私を含め、ときおり「賢くない消費者」になってしまいうる多く人のためにこそ消費者向けメディアはあってほしいのです。「分かっている人は上手に避けるし、分かっていない人は分からないまま気付かず満足するか、後で分かって泣き寝入りする」というラインの記事を許してしまう媒体は、分かっていない人に向けて「商品にひそむ不利益」を押し付けてゆける餌場です。分かりやすいフリをして忖度忖度で肝心なことをまるで書いていないような記事に[PR]すら付けられないような真似が、もしも万が一あるのだとしたらそれは悪質ではないでしょうか*5

「応援する」というのが「情弱の集まる餌場を作ってやる」の意味でないことを祈るばかりです。


というようなことを半年くらい前にぼんやり考えていました。えらそうで一方的な物言いですが、大衆向けメディアが大衆のためにあるという建前は信じさせてほしくあります。

*1:一部のユーザーは販売店経由での交渉によって全額返金を勝ち取った例もあるようです。未確認。
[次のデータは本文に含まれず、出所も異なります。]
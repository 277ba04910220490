use axum::{
    extract::{Query, State},
    response::Html,
};
use axum_extra::extract::cookie::CookieJar;
use serde::Deserialize;

use crate::web::{
    AppState, auth, escape_html,
    templates::{PageLayout, flash_success, render_page},
};

#[derive(Default, Deserialize)]
pub struct LandingQuery {
    pub status: Option<String>,
}

pub async fn landing_page(
    State(state): State<AppState>,
    jar: CookieJar,
    Query(params): Query<LandingQuery>,
) -> Html<String> {
    let user = auth::current_user(&state, &jar).await;
    let flash = compose_landing_flash(&params);

    let body = r#"<section class="panel">
    <h2>Share what you make</h2>
    <p class="note">Youth Gallery is a community space for creators aged 14 to 30.
    Upload images, video, audio or writing, tag it with a theme, and once a
    curator approves it your work appears in the public gallery.</p>
    <p class="note">Browse the <a href="/gallery">gallery</a>, check upcoming
    <a href="/events">events</a>, or <a href="/submit">submit a piece</a> of your own.</p>
</section>"#;

    Html(render_page(PageLayout {
        meta_title: "Home",
        heading: "Youth Gallery",
        user: user.as_ref(),
        flash_html: flash,
        body_html: body.to_string(),
    }))
}

pub async fn about_page(State(state): State<AppState>, jar: CookieJar) -> Html<String> {
    let user = auth::current_user(&state, &jar).await;

    let body = r#"<section class="panel">
    <h2>About</h2>
    <p class="note">Youth Gallery collects creative work from young people around
    the world. Every submission is reviewed before it is published, and the
    gallery can be browsed by theme.</p>
    <p class="note">Questions or ideas? Use the <a href="/contact">contact form</a>
    and we will get back to you.</p>
</section>"#;

    Html(render_page(PageLayout {
        meta_title: "About",
        heading: "About",
        user: user.as_ref(),
        flash_html: String::new(),
        body_html: body.to_string(),
    }))
}

pub async fn partners_page(State(state): State<AppState>, jar: CookieJar) -> Html<String> {
    let user = auth::current_user(&state, &jar).await;

    // Fixed listing; partner management is out of scope.
    let partners = [
        ("Earth Partner", "#"),
        ("Youth Climate Network", "#"),
        ("Green Schools", "#"),
    ];

    let cards = partners
        .iter()
        .map(|(name, url)| {
            format!(
                r#"<div class="card"><h3><a href="{url}">{name}</a></h3></div>"#,
                name = escape_html(name),
                url = url,
            )
        })
        .collect::<String>();

    let body = format!(
        r#"<section>
    <h2>Partners</h2>
    <div class="cards">{cards}</div>
</section>"#,
        cards = cards,
    );

    Html(render_page(PageLayout {
        meta_title: "Partners",
        heading: "Partners",
        user: user.as_ref(),
        flash_html: String::new(),
        body_html: body,
    }))
}

fn compose_landing_flash(params: &LandingQuery) -> String {
    match params.status.as_deref() {
        Some("welcome") => flash_success("Welcome! Your account is ready."),
        Some("logged_out") => flash_success("You have been signed out."),
        _ => String::new(),
    }
}
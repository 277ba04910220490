use axum::{
    extract::{Form, Query, State},
    response::{Html, Redirect},
};
use axum_extra::extract::cookie::CookieJar;
use serde::Deserialize;
use tracing::error;

use crate::web::{
    AppState, auth, data,
    templates::{PageLayout, flash_error, flash_success, render_page},
};

#[derive(Default, Deserialize)]
pub struct ContactQuery {
    pub status: Option<String>,
    pub error: Option<String>,
}

#[derive(Deserialize)]
pub struct ContactForm {
    pub name: String,
    pub email: String,
    pub message: String,
}

pub async fn contact_page(
    State(state): State<AppState>,
    jar: CookieJar,
    Query(params): Query<ContactQuery>,
) -> Html<String> {
    let user = auth::current_user(&state, &jar).await;
    let flash = compose_contact_flash(&params);

    let body = r#"<section class="panel">
    <h2>Get in touch</h2>
    <form method="post" action="/contact">
        <label for="name">Name</label>
        <input id="name" name="name" required>
        <label for="email">Email</label>
        <input id="email" name="email" type="email" required>
        <label for="message">Message</label>
        <textarea id="message" name="message" required></textarea>
        <button type="submit">Send</button>
    </form>
</section>"#;

    Html(render_page(PageLayout {
        meta_title: "Contact",
        heading: "Contact",
        user: user.as_ref(),
        flash_html: flash,
        body_html: body.to_string(),
    }))
}

pub async fn process_contact(
    State(state): State<AppState>,
    Form(form): Form<ContactForm>,
) -> Redirect {
    let name = form.name.trim();
    let email = form.email.trim();
    let message = form.message.trim();

    if name.is_empty() || email.is_empty() || message.is_empty() {
        return Redirect::to("/contact?error=missing");
    }

    if let Err(err) = data::insert_message(state.pool_ref(), name, email, message).await {
        error!(?err, "failed to store contact message");
        return Redirect::to("/contact?error=server");
    }

    Redirect::to("/contact?status=sent")
}

fn compose_contact_flash(params: &ContactQuery) -> String {
    if let Some("sent") = params.status.as_deref() {
        return flash_success("Thanks! We will get back to you soon.");
    }

    match params.error.as_deref() {
        Some("missing") => flash_error("Please fill in all fields."),
        Some(_) => flash_error("Something went wrong. Please try again."),
        None => String::new(),
    }
}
*2:UPQの件が尾を引いたのか数ヶ月後に「記事からはてなブックマークボタン外すぞ」と突然シャドーボクシングを始めた編集長が実際にはてブシェアボタンを外した件については、品のない記事に品のないコメントが付くのは当たり前では? 紙面の責任者が客の品格を罵倒し始めるのは本当に品が無いし馬鹿げていると思う。
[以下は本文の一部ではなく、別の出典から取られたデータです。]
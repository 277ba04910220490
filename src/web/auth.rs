use argon2::Argon2;
use argon2::password_hash::{PasswordHash, PasswordHasher, PasswordVerifier, SaltString};
use axum::{
    extract::{Form, Query, State},
    response::{Html, Redirect},
};
use axum_extra::extract::cookie::{Cookie, CookieJar, SameSite};
use chrono::{DateTime, Datelike, Duration as ChronoDuration, NaiveDate, Utc};
use cookie::time::Duration as CookieDuration;
use rand_core::OsRng;
use serde::Deserialize;
use sqlx::PgPool;
use tracing::error;
use uuid::Uuid;

use crate::web::{
    AppState, data,
    templates::{PageLayout, flash_error, render_page},
};

pub const SESSION_COOKIE: &str = "session_token";
pub const SESSION_TTL_HOURS: i64 = 72;

const MIN_SIGNUP_AGE: i32 = 14;
const MAX_SIGNUP_AGE: i32 = 30;

#[derive(Clone, sqlx::FromRow)]
pub struct DbUserAuth {
    pub id: Uuid,
    pub password_hash: String,
}

/// The signed-in user as resolved from a live session token.
#[derive(Clone, sqlx::FromRow)]
pub struct AuthUser {
    pub id: Uuid,
    pub name: String,
}

#[derive(Default, Deserialize)]
pub struct AuthPageQuery {
    pub error: Option<String>,
}

#[derive(Deserialize)]
pub struct LoginForm {
    pub email: String,
    pub password: String,
}

#[derive(Deserialize)]
pub struct SignupForm {
    pub name: String,
    pub email: String,
    pub country: String,
    pub date_of_birth: String,
    pub password: String,
}

pub async fn login_page(
    State(state): State<AppState>,
    jar: CookieJar,
    Query(params): Query<AuthPageQuery>,
) -> Result<Html<String>, Redirect> {
    if current_user(&state, &jar).await.is_some() {
        return Err(Redirect::to("/"));
    }

    let flash = compose_auth_flash(params.error.as_deref());
    let body = r#"<section class="panel">
    <h2>Log in</h2>
    <form method="post" action="/login">
        <label for="email">Email</label>
        <input id="email" name="email" type="email" required>
        <label for="password">Password</label>
        <input id="password" name="password" type="password" required>
        <button type="submit">Log in</button>
    </form>
    <p class="note">New here? <a href="/signup">Create an account</a> to share your work.</p>
</section>"#;

    Ok(Html(render_page(PageLayout {
        meta_title: "Log in",
        heading: "Log in",
        user: None,
        flash_html: flash,
        body_html: body.to_string(),
    })))
}

pub async fn process_login(
    State(state): State<AppState>,
    jar: CookieJar,
    Form(form): Form<LoginForm>,
) -> Result<(CookieJar, Redirect), Redirect> {
    let email = form.email.trim();

    let user = match fetch_auth_by_email(state.pool_ref(), email).await {
        Ok(Some(user)) => user,
        Ok(None) => return Err(Redirect::to("/login?error=credentials")),
        Err(err) => {
            error!(?err, "failed to fetch user during login");
            return Err(Redirect::to("/login?error=server"));
        }
    };

    if !verify_password(&form.password, &user.password_hash) {
        return Err(Redirect::to("/login?error=credentials"));
    }

    let (token, _expires_at) = match create_session(state.pool_ref(), user.id).await {
        Ok(session) => session,
        Err(err) => {
            error!(?err, "failed to create session");
            return Err(Redirect::to("/login?error=server"));
        }
    };

    let jar = jar.add(session_cookie(token));
    Ok((jar, Redirect::to("/")))
}

pub async fn signup_page(
    State(state): State<AppState>,
    jar: CookieJar,
    Query(params): Query<AuthPageQuery>,
) -> Result<Html<String>, Redirect> {
    if current_user(&state, &jar).await.is_some() {
        return Err(Redirect::to("/"));
    }

    let flash = compose_auth_flash(params.error.as_deref());
    let body = r#"<section class="panel">
    <h2>Create an account</h2>
    <p class="note">The community is open to participants aged 14 to 30.</p>
    <form method="post" action="/signup">
        <label for="name">Name</label>
        <input id="name" name="name" required>
        <label for="email">Email</label>
        <input id="email" name="email" type="email" required>
        <label for="country">Country</label>
        <input id="country" name="country" required>
        <label for="date_of_birth">Date of birth</label>
        <input id="date_of_birth" name="date_of_birth" type="date" required>
        <label for="password">Password</label>
        <input id="password" name="password" type="password" required>
        <button type="submit">Sign up</button>
    </form>
    <p class="note">Already have an account? <a href="/login">Log in</a>.</p>
</section>"#;

    Ok(Html(render_page(PageLayout {
        meta_title: "Sign up",
        heading: "Sign up",
        user: None,
        flash_html: flash,
        body_html: body.to_string(),
    })))
}

pub async fn process_signup(
    State(state): State<AppState>,
    jar: CookieJar,
    Form(form): Form<SignupForm>,
) -> Result<(CookieJar, Redirect), Redirect> {
    let name = form.name.trim();
    let email = form.email.trim();
    let country = form.country.trim();
    let date_of_birth = form.date_of_birth.trim();

    if name.is_empty()
        || email.is_empty()
        || country.is_empty()
        || date_of_birth.is_empty()
        || form.password.is_empty()
    {
        return Err(Redirect::to("/signup?error=missing"));
    }

    let Ok(born) = NaiveDate::parse_from_str(date_of_birth, "%Y-%m-%d") else {
        return Err(Redirect::to("/signup?error=dob"));
    };

    let age = derived_age(born, Utc::now().date_naive());
    if !signup_age_permitted(age) {
        return Err(Redirect::to("/signup?error=age"));
    }

    match data::email_exists(state.pool_ref(), email).await {
        Ok(true) => return Err(Redirect::to("/signup?error=email_taken")),
        Ok(false) => {}
        Err(err) => {
            error!(?err, "failed to check email during signup");
            return Err(Redirect::to("/signup?error=server"));
        }
    }

    let password_hash = match hash_password(&form.password) {
        Ok(hash) => hash,
        Err(err) => {
            error!(?err, "failed to hash password during signup");
            return Err(Redirect::to("/signup?error=server"));
        }
    };

    let user_id =
        match data::insert_user(state.pool_ref(), name, email, country, born, &password_hash).await
        {
            Ok(user_id) => user_id,
            Err(err) => {
                error!(?err, "failed to insert user during signup");
                return Err(Redirect::to("/signup?error=server"));
            }
        };

    let (token, _expires_at) = match create_session(state.pool_ref(), user_id).await {
        Ok(session) => session,
        Err(err) => {
            error!(?err, "failed to create session after signup");
            return Err(Redirect::to("/login?error=server"));
        }
    };

    let jar = jar.add(session_cookie(token));
    Ok((jar, Redirect::to("/?status=welcome")))
}

pub async fn logout(State(state): State<AppState>, jar: CookieJar) -> (CookieJar, Redirect) {
    let mut jar = jar;

    if let Some(cookie) = jar.get(SESSION_COOKIE) {
        if let Ok(token) = Uuid::parse_str(cookie.value()) {
            if let Err(err) = sqlx::query("DELETE FROM sessions WHERE token = $1")
                .bind(token)
                .execute(state.pool_ref())
                .await
            {
                error!(?err, "failed to remove session during logout");
            }
        }
    }

    let mut removal = Cookie::new(SESSION_COOKIE, "");
    removal.set_path("/");
    removal.set_http_only(true);
    removal.set_same_site(SameSite::Lax);
    removal.set_max_age(CookieDuration::seconds(0));
    jar = jar.remove(removal);

    (jar, Redirect::to("/?status=logged_out"))
}

/// Resolves the session cookie to its user. Absent, malformed, unknown and
/// expired tokens all resolve to `None`.
pub async fn current_user(state: &AppState, jar: &CookieJar) -> Option<AuthUser> {
    let cookie = jar.get(SESSION_COOKIE)?;
    let token = Uuid::parse_str(cookie.value()).ok()?;

    match fetch_user_by_session(state.pool_ref(), token).await {
        Ok(user) => user,
        Err(err) => {
            error!(?err, "failed to resolve session");
            None
        }
    }
}

pub async fn require_user_redirect(state: &AppState, jar: &CookieJar) -> Result<AuthUser, Redirect> {
    current_user(state, jar)
        .await
        .ok_or_else(|| Redirect::to("/login?error=auth"))
}

/// Issues a fresh session row for the user and returns the opaque token
/// with its computed expiry. A user may hold several live sessions.
pub async fn create_session(
    pool: &PgPool,
    user_id: Uuid,
) -> sqlx::Result<(Uuid, DateTime<Utc>)> {
    let token = Uuid::new_v4();
    let expires_at = Utc::now() + ChronoDuration::hours(SESSION_TTL_HOURS);

    sqlx::query("INSERT INTO sessions (token, user_id, expires_at) VALUES ($1, $2, $3)")
        .bind(token)
        .bind(user_id)
        .bind(expires_at)
        .execute(pool)
        .await?;

    Ok((token, expires_at))
}

pub async fn fetch_user_by_session(pool: &PgPool, token: Uuid) -> sqlx::Result<Option<AuthUser>> {
    sqlx::query_as::<_, AuthUser>(
        "SELECT users.id, users.name FROM sessions
         JOIN users ON users.id = sessions.user_id
         WHERE sessions.token = $1 AND sessions.expires_at > NOW()",
    )
    .bind(token)
    .fetch_optional(pool)
    .await
}

pub async fn fetch_auth_by_email(pool: &PgPool, email: &str) -> sqlx::Result<Option<DbUserAuth>> {
    sqlx::query_as::<_, DbUserAuth>("SELECT id, password_hash FROM users WHERE email = $1")
        .bind(email)
        .fetch_optional(pool)
        .await
}

pub fn hash_password(password: &str) -> Result<String, argon2::password_hash::Error> {
    let salt = SaltString::generate(&mut OsRng);
    Argon2::default()
        .hash_password(password.as_bytes(), &salt)
        .map(|hash| hash.to_string())
}

pub fn verify_password(password: &str, password_hash: &str) -> bool {
    let parsed = PasswordHash::new(password_hash);
    match parsed {
        Ok(hash) => Argon2::default()
            .verify_password(password.as_bytes(), &hash)
            .is_ok(),
        Err(_) => false,
    }
}

/// Age as plain year arithmetic, matching the signup rule: the difference
/// of calendar years, ignoring month and day.
pub fn derived_age(born: NaiveDate, today: NaiveDate) -> i32 {
    today.year() - born.year()
}

pub fn signup_age_permitted(age: i32) -> bool {
    (MIN_SIGNUP_AGE..=MAX_SIGNUP_AGE).contains(&age)
}

fn session_cookie(token: Uuid) -> Cookie<'static> {
    let mut cookie = Cookie::new(SESSION_COOKIE, token.to_string());
    cookie.set_path("/");
    cookie.set_http_only(true);
    cookie.set_same_site(SameSite::Lax);
    cookie.set_max_age(CookieDuration::hours(SESSION_TTL_HOURS));
    cookie
}

fn compose_auth_flash(error: Option<&str>) -> String {
    let Some(error) = error else {
        return String::new();
    };

    let message = match error {
        "auth" => "Please log in to continue.",
        "credentials" => "Invalid email or password.",
        "missing" => "Please complete all required fields.",
        "dob" => "Please enter a valid date of birth.",
        "age" => "Participants must be between 14 and 30 years old.",
        "email_taken" => "An account with that email already exists.",
        _ => "Something went wrong. Please try again.",
    };

    flash_error(message)
}

#[cfg(test)]
mod tests {
    use super::*;

    fn date(year: i32, month: u32, day: u32) -> NaiveDate {
        NaiveDate::from_ymd_opt(year, month, day).expect("valid date")
    }

    #[test]
    fn derived_age_uses_year_arithmetic() {
        let today = date(2024, 6, 1);
        assert_eq!(derived_age(date(2010, 12, 31), today), 14);
        assert_eq!(derived_age(date(1994, 1, 1), today), 30);
        assert_eq!(derived_age(date(2024, 1, 1), today), 0);
    }

    #[test]
    fn signup_age_bounds_are_inclusive() {
        assert!(!signup_age_permitted(13));
        assert!(signup_age_permitted(14));
        assert!(signup_age_permitted(22));
        assert!(signup_age_permitted(30));
        assert!(!signup_age_permitted(31));
    }

    #[test]
    fn password_hash_verifies_round_trip() {
        let hash = hash_password("correct horse battery staple").expect("hashing succeeds");
        assert!(verify_password("correct horse battery staple", &hash));
        assert!(!verify_password("wrong password", &hash));
    }

    #[test]
    fn hashes_are_salted() {
        let first = hash_password("secret").expect("hashing succeeds");
        let second = hash_password("secret").expect("hashing succeeds");
        assert_ne!(first, second);
    }

    #[test]
    fn verify_rejects_malformed_stored_hash() {
        assert!(!verify_password("anything", "not-a-phc-string"));
    }

    #[test]
    fn session_cookie_is_http_only() {
        let cookie = session_cookie(Uuid::new_v4());
        assert_eq!(cookie.name(), SESSION_COOKIE);
        assert_eq!(cookie.http_only(), Some(true));
        assert_eq!(cookie.max_age(), Some(CookieDuration::hours(72)));
    }
}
*3:「賢い消費者」像の理想としては情報の取捨選択はきちんとするものだとは思いますし、メディアがみんな暮らしの手帖みたいになっても困るので、私自身はレトリックを見破るくらいのことは目指していきたいですが、一方で騙す側と騙される側があったら騙す側が悪いという建前は言っていきたいので相互に気を付けようよ、となる。

*4:記事を読むたび思うことのひとつに、「120Hz駆動ではないことを指摘したユーザーは居なかった」「よって、ほとんどのユーザーは60Hz駆動でも実害はない」「つまり120Hz駆動はロマンであり、実害を被ったのではなく『夢を破壊された』だけだ」という三段論法が使われてはいないか、優良誤認の程度を軽く見せようとしていないか? というものがあります。矮小化の向きを感じる理由の一端ですね。

*5:同じEngadget日本版によるUPQの記事でもバッテリー問題の際に書かれた石野純也氏の記事はメディアの役目まで言及していて真摯でした。